Both sentences seem to lose the informality that the english phrases have and I am lost in how to translate "either way" in this sense. I want it to convey, "whatever you decide." And if you have a better way to say the first sentence I would be more than grateful.

Thank you in advance!!


----------



## Copal

Sinet, hello!

¿Vamos a ir *siempre *a la playa mañana? Avísame de todos modos.

Hay que agregar el "still on". Muy bien. 

Copal.


----------



## la_machy

¿Aún/todavia vamos a ir a la playa? Avisame de todos modo/de cualquier manera.



Saludos


----------



## turi

Dice más o menos: "¿Seguimos yendo a la playa mañana? Házmelo saber de cualquier/todas formas manera/s".

Saludos, t.


----------



## Txiri

"Are we still on?" means "Are our plans still in place?"  

Are we still on for the movies?  =  Are we still going to the movies? = You haven't changed your mind, have you, we're still going, aren't we?  

So, could you please explain "seguimos yendo"?  "Do we continue going?"  I don't think I've ever seen the construction before, ever.  

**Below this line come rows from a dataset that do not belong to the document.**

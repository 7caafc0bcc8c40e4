//! Chat controller.
//!
//! Applies one user turn to a [`Session`]: the user message is appended, the
//! transport is invoked, and the reply is written back either as one message
//! or incrementally while fragments arrive. Every store mutation is reported
//! as a [`NormalizedEvent`] so the page can mirror it.

use std::sync::Arc;

use futures::{Stream, StreamExt};
use thiserror::Error;
use uuid::Uuid;

use crate::llm::{LlmError, Response, Transport};
use crate::normalized::NormalizedEvent;
use crate::session::{Message, MessageId, Session, SessionError};

/// User-facing text shown when a turn fails.
pub const GENERIC_ERROR_MESSAGE: &str = "An error occurred. Please try again.";

/// Reasons a send is refused before anything is mutated.
#[derive(Debug, Clone, Error, PartialEq, Eq)]
pub enum ChatError {
    #[error("message must not be empty")]
    EmptyMessage,
    #[error("session not found: {0}")]
    SessionNotFound(String),
    #[error("a message is already being processed")]
    Busy,
    #[error(transparent)]
    Session(SessionError),
}

impl From<SessionError> for ChatError {
    fn from(err: SessionError) -> Self {
        match err {
            SessionError::Busy => Self::Busy,
            SessionError::Empty => Self::Session(err),
        }
    }
}

/// Reject empty or whitespace-only input.
pub fn validate_message(text: &str) -> Result<&str, ChatError> {
    if text.trim().is_empty() {
        return Err(ChatError::EmptyMessage);
    }
    Ok(text)
}

/// Runs user turns against the model transport.
#[derive(Debug, Clone)]
pub struct ChatService {
    transport: Arc<Transport>,
    append_error_message: bool,
}

impl ChatService {
    #[must_use]
    pub fn new(transport: Arc<Transport>) -> Self {
        Self {
            transport,
            append_error_message: true,
        }
    }

    /// Whether a failed turn also leaves a model message with the error text.
    #[must_use]
    pub fn with_append_error_message(mut self, enabled: bool) -> Self {
        self.append_error_message = enabled;
        self
    }

    /// Start one turn on `session`.
    ///
    /// Validation and the busy check happen before this returns, so a refused
    /// send leaves the session untouched. The turn itself runs as the returned
    /// stream is polled; dropping the stream ends the turn and releases the
    /// session.
    ///
    /// # Errors
    ///
    /// [`ChatError::EmptyMessage`] for blank input, [`ChatError::Busy`] when
    /// another send is outstanding on the session.
    pub fn submit(
        &self,
        session: &Session,
        text: &str,
    ) -> Result<impl Stream<Item = NormalizedEvent> + Send + 'static, ChatError> {
        let text = validate_message(text)?.to_string();
        let guard = session.begin_send()?;

        let session = session.clone();
        let transport = Arc::clone(&self.transport);
        let append_error_message = self.append_error_message;
        let request_id = Uuid::new_v4().to_string();

        tracing::info!(
            request_id = %request_id,
            session_id = %session.id(),
            message_length = text.len(),
            mode = ?transport.mode(),
            "Starting chat turn"
        );

        Ok(async_stream::stream! {
            let guard = guard;

            yield NormalizedEvent::StreamStart {
                request_id: request_id.clone(),
                session_id: session.id().to_string(),
            };

            let user = Message::user(text.clone());
            session.append(user.clone());
            yield NormalizedEvent::MessageAppended { message: user };
            yield NormalizedEvent::Loading { is_loading: true };

            let context = session.context_or_open(|| transport.open_context());

            // Model message written for this turn, if any.
            let mut reply: Option<MessageId> = None;
            let mut accumulated = String::new();
            let mut fragment_count = 0usize;

            let failure: Option<LlmError> = match transport.send(&context, &text).await {
                Ok(Response::Whole(full)) => {
                    let message = Message::model(full.clone());
                    reply = Some(session.append(message.clone()));
                    accumulated = full;
                    yield NormalizedEvent::MessageAppended { message };
                    None
                }
                Ok(Response::Stream(mut fragments)) => {
                    let mut failure = None;
                    while let Some(item) = fragments.next().await {
                        let fragment = match item {
                            Ok(fragment) => fragment,
                            Err(e) => {
                                failure = Some(e);
                                break;
                            }
                        };
                        if fragment.is_empty() {
                            continue;
                        }
                        fragment_count += 1;
                        accumulated.push_str(&fragment);

                        match &reply {
                            None => {
                                let message = Message::model(accumulated.clone());
                                reply = Some(session.append(message.clone()));
                                yield NormalizedEvent::MessageAppended { message };
                            }
                            Some(id) => {
                                if session.update_last(accumulated.clone()).is_ok() {
                                    yield NormalizedEvent::MessageUpdated {
                                        id: id.to_string(),
                                        text: accumulated.clone(),
                                    };
                                }
                            }
                        }
                    }

                    if failure.is_none() && reply.is_none() {
                        let message = Message::model(String::new());
                        reply = Some(session.append(message.clone()));
                        yield NormalizedEvent::MessageAppended { message };
                    }
                    failure
                }
                Err(e) => Some(e),
            };

            match failure {
                None => {
                    session.record_exchange(&text, &accumulated);
                    tracing::info!(
                        request_id = %request_id,
                        session_id = %session.id(),
                        fragment_count,
                        reply_length = accumulated.len(),
                        "Chat turn completed"
                    );
                }
                Some(err) => {
                    tracing::error!(
                        request_id = %request_id,
                        session_id = %session.id(),
                        kind = err.kind.code(),
                        error = %err,
                        fragment_count,
                        "Chat turn failed"
                    );

                    if append_error_message {
                        match &reply {
                            Some(id) => {
                                if session.update_last(GENERIC_ERROR_MESSAGE).is_ok() {
                                    yield NormalizedEvent::MessageUpdated {
                                        id: id.to_string(),
                                        text: GENERIC_ERROR_MESSAGE.to_string(),
                                    };
                                }
                            }
                            None => {
                                let message = Message::error(GENERIC_ERROR_MESSAGE);
                                session.append(message.clone());
                                yield NormalizedEvent::MessageAppended { message };
                            }
                        }
                    }

                    guard.set_error(GENERIC_ERROR_MESSAGE);
                    yield NormalizedEvent::Error {
                        message: GENERIC_ERROR_MESSAGE.to_string(),
                        code: Some(err.kind.code().to_string()),
                    };
                }
            }

            drop(guard);
            yield NormalizedEvent::Loading { is_loading: false };
            yield NormalizedEvent::Done;
        })
    }
}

"Vamos a ir siempre mañana?", on the other hand, is a construction I've seen, the use of 'siempre' I would question, though, as colloquial or non standard.


----------



## la_machy

Todo eso quiere decir '¿_*Todavía*_ están en pie los planes de ir mañana a...?


----------



## eli-chi

turissa said:


> Dice más o menos: "¿Seguimos yendo a la playa mañana? Házmelo saber de cualquier/todas formas manera/s".
> 
> Saludos, t.


Aunque parezca o suene extraño, esto es, probablemente, lo más informal que se puede decir en la primera frase: "(Y,) ¿seguimos yendo a la playa mañana? "
Y lo más informal para la segunda sería: ¡Avísame igual!


----------



## Antpax

turissa said:


> Dice más o menos: "¿Seguimos yendo a la playa mañana? Házmelo saber de cualquier/todas formas manera/s".
> 
> Saludos, t.


 
Hi,

I like this one, although a bit formal, maybe. I would say "¿seguimos yendo a la playa mañana? Dime lo que sea".

Cheers.

Ant


----------



## elprofe

¿Está en pie lo de ir a la playa mañana?
¿Sigue en pie lo de ir a la playa mañana?
¿Entonces vamos a ir a la playa mañana?


----------



## Batros

otra más
"¿aún esta en pie lo de la playa mañana? avisame de todos modos"

Lo de "¿vamos a ir siempre a la playa mañana?" no esta bien dicho, "siempre" significa en todo momento a lo largo de toda la linea temporal, mientras que "mañana" es un momento concreto.
Es como decir en ingles "are we ever going to the beach tomorrow?"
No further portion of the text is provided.